After receiving our 1992 report, the Board of Trustees recommended that we initiate a research effort to establish whether the growth represents a temporary phenomenon or a longer­term trend.

In response to this recommendation, and in cooperation with our colleagues in HHS, we contracted with Lewin-VHI, in 1993, to produce an independent assessment which would quantify the reasons for disability program growth. While we do not yet have a final report on this study, preliminary findings confirm many of our earlier assumptions.

Both our past and current analyses and that of Lewin-VHI indicate that disability program growth can be attributed to the reasons I mentioned earlier, the economy, demographics, and program changes. Let me explain how these three elements have influenced the increase in disability applications.

Economic Factors

Economic conditions appear to be a large factor in affecting application rates for the SSDI program. The most direct way this can occur is when severely impaired workers, who previously worked despite their disabilities, lose their jobs and apply for benefits. Similarly, the most recent recession put more people in poverty, thus increasing the universe of potential eligibles for SSI benefits. As the economy has improved, the SSDI program is experiencing a slowing in applications.

Demographic Factors

In addition, two demographic factors have largely contributed to increased applications:

  • the aging of the baby boomers has made them more vulnerable to disability; and
  • an increasing proportion of women have worked long enough to be insured for SSDI benefits.

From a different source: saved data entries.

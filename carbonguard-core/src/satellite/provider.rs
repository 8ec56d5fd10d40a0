//! Observation providers
//!
//! The analyzer asks a provider for raw observations per sampling date.
//! Providers may return `None` when nothing was acquired on that date.

use chrono::{DateTime, Datelike, Utc};
use serde::{Deserialize, Serialize};

use crate::location::SiteLocation;

use super::SampleQuality;

/// Optical reflectance pair for one acquisition
#[derive(Debug, Clone, Copy, PartialEq, Serialize, Deserialize)]
pub struct OpticalObservation {
    /// Near-infrared reflectance
    pub nir: f64,
    /// Red reflectance
    pub red: f64,
    /// Fraction of the scene obscured by cloud, in percent
    pub cloud_cover_pct: f64,
    /// Acquisition confidence in [0, 100]
    pub confidence: f64,
}

/// Radar backscatter for one acquisition
#[derive(Debug, Clone, Copy, PartialEq, Serialize, Deserialize)]
pub struct RadarObservation {
    pub backscatter_db: f64,
    /// Acquisition confidence in [0, 100]
    pub confidence: f64,
    pub quality: SampleQuality,
}

/// Supplies raw observations to the satellite analyzer
pub trait ObservationProvider {
    /// Optical acquisition nearest to `at`
    fn optical(&self, site: &SiteLocation, at: DateTime<Utc>) -> Option<OpticalObservation>;

    /// Radar acquisition nearest to `at`
    fn radar(&self, site: &SiteLocation, at: DateTime<Utc>) -> Option<RadarObservation>;

    /// Historical baseline index for the site, when one is on record
    fn baseline_index(&self, _site: &SiteLocation) -> Option<f64> {
        None
    }
}

impl<P: ObservationProvider + ?Sized> ObservationProvider for &P {
    fn optical(&self, site: &SiteLocation, at: DateTime<Utc>) -> Option<OpticalObservation> {
        (**self).optical(site, at)
    }

    fn radar(&self, site: &SiteLocation, at: DateTime<Utc>) -> Option<RadarObservation> {
        (**self).radar(site, at)
    }

    fn baseline_index(&self, site: &SiteLocation) -> Option<f64> {
        (**self).baseline_index(site)
    }
}

/// Red reflectance the synthetic provider anchors its band pair on
const SYNTHETIC_RED: f64 = 0.08;

/// Deterministic provider: ecosystem baseline + seasonal cycle + hashed noise
///
/// Same seed, site and date always give the same observation.
#[derive(Debug, Clone, Serialize, Deserialize)]
#[serde(default)]
pub struct SyntheticProvider {
    pub seed: u64,
    /// Amplitude of the annual cycle added to the baseline index
    pub seasonal_amplitude: f64,
    /// Half-width of the uniform noise added to the index
    pub noise_amplitude: f64,
    /// Cloud cover reported on every optical acquisition
    pub cloud_cover_pct: f64,
    /// Shift applied to the ecosystem baseline (negative simulates loss)
    pub index_offset: f64,
    /// Historical baseline returned to the analyzer
    pub historical_baseline: Option<f64>,
}

impl Default for SyntheticProvider {
    fn default() -> Self {
        Self {
            seed: 42,
            seasonal_amplitude: 0.05,
            noise_amplitude: 0.02,
            cloud_cover_pct: 10.0,
            index_offset: 0.0,
            historical_baseline: None,
        }
    }
}

impl SyntheticProvider {
    pub fn with_seed(seed: u64) -> Self {
        Self { seed, ..Self::default() }
    }

    /// Index the provider targets for a site and date, before band synthesis
    pub fn target_index(&self, site: &SiteLocation, at: DateTime<Utc>) -> f64 {
        let day = at.ordinal() as f64;
        let seasonal = self.seasonal_amplitude * (2.0 * std::f64::consts::PI * day / 365.0).sin();
        let noise = self.noise_amplitude * (2.0 * self.unit_noise(site, at, 0) - 1.0);
        (site.ecosystem.baseline_index() + self.index_offset + seasonal + noise).clamp(-0.95, 0.95)
    }

    /// Uniform value in [0, 1) from a splitmix64 hash of the inputs
    fn unit_noise(&self, site: &SiteLocation, at: DateTime<Utc>, stream: u64) -> f64 {
        let (lat, lon) = site.point.micro_degrees();
        let mut x = self
            .seed
            .wrapping_add(lat as u64)
            .wrapping_mul(0x9E37_79B9_7F4A_7C15)
            .wrapping_add(lon as u64)
            .wrapping_add((at.timestamp() / 86_400) as u64)
            .wrapping_add(stream.wrapping_mul(0xD1B5_4A32_D192_ED03));
        x = (x ^ (x >> 30)).wrapping_mul(0xBF58_476D_1CE4_E5B9);
        x = (x ^ (x >> 27)).wrapping_mul(0x94D0_49BB_1331_11EB);
        x ^= x >> 31;
        (x >> 11) as f64 / (1u64 << 53) as f64
    }
}

impl ObservationProvider for SyntheticProvider {
    fn optical(&self, site: &SiteLocation, at: DateTime<Utc>) -> Option<OpticalObservation> {
        let index = self.target_index(site, at);
        // Invert (nir - red) / (nir + red) = index for a fixed red band
        let nir = SYNTHETIC_RED * (1.0 + index) / (1.0 - index);
        let cloud = self.cloud_cover_pct.clamp(0.0, 100.0);
        Some(OpticalObservation {
            nir,
            red: SYNTHETIC_RED,
            cloud_cover_pct: cloud,
            confidence: (95.0 - cloud * 0.5).clamp(0.0, 100.0),
        })
    }

    fn radar(&self, site: &SiteLocation, at: DateTime<Utc>) -> Option<RadarObservation> {
        let index = self.target_index(site, at);
        let noise = 2.0 * self.unit_noise(site, at, 1) - 1.0;
        Some(RadarObservation {
            backscatter_db: -20.0 + 12.0 * index + noise,
            confidence: 85.0,
            quality: SampleQuality::High,
        })
    }

    fn baseline_index(&self, _site: &SiteLocation) -> Option<f64> {
        self.historical_baseline
    }
}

We believe these demographic trends will continue to be a source of program growth in the future.

Program-Specific Factors

In addition to the influence of economics and demographics, there are a number of program-specific factors which have caused increases in the disability program. For example:

  • Legislation, regulations, and court decisions have resulted in to both the SSDI and SSI disability programs. One example is the Supreme Court's decision in Sullivan v. Zebley which mandated a change in the way SSA evaluates disability in children. The Court held that instead of evaluating children with disabilities using solely a medical listing criteria, SSA must provide children with a functional assessment based on their ability to perform age­ appropriate activities. The new criteria increased the number of children eligible for SSI benefits. While the Zebley case involved children applying for SSI benefits, we believe that the wide publicity given the case may have prompted some workers to apply for SSDI benefits as well.
  • As a result of a 1984 congressional mandate, we revised the criteria for evaluating disability, particularly involving mental impairments. These revisions contributed to recent increases in the proportion of applications that result in benefit awards.
  • SSA's "outreach" efforts have also influenced the disability growth in recent years. Outreach efforts--intended to inform potential eligibles about the SSI program--have also influenced the number of SSDI applications, because many of the SSI applicants are eligible for SSDI benefits. Also, the growth has been influenced by increased public awareness of the disability programs due, for example, to congressional actions or class action court cases which sometimes mandate that SSA conduct public information initiatives. Advocacy groups also conduct their own outreach efforts.
  • Finally, State cuts in general assistance and State and local efforts to have persons with impairments apply for Federal programs have contributed to the increase in SSI disability claims.

We expect to have a final report on Lewin-VHI's study this aummer. This report will further refine and extend their preliminary findings and attempt to det rmine if these effects are likely to recur in future recessions.

Disability Termination

Having discussed the underlying reasons for the increase in the number of people applying for disability benefits, I would now like to turn to the other end of the spectrum--disability terminations, or the number of people leaving the disability rolls.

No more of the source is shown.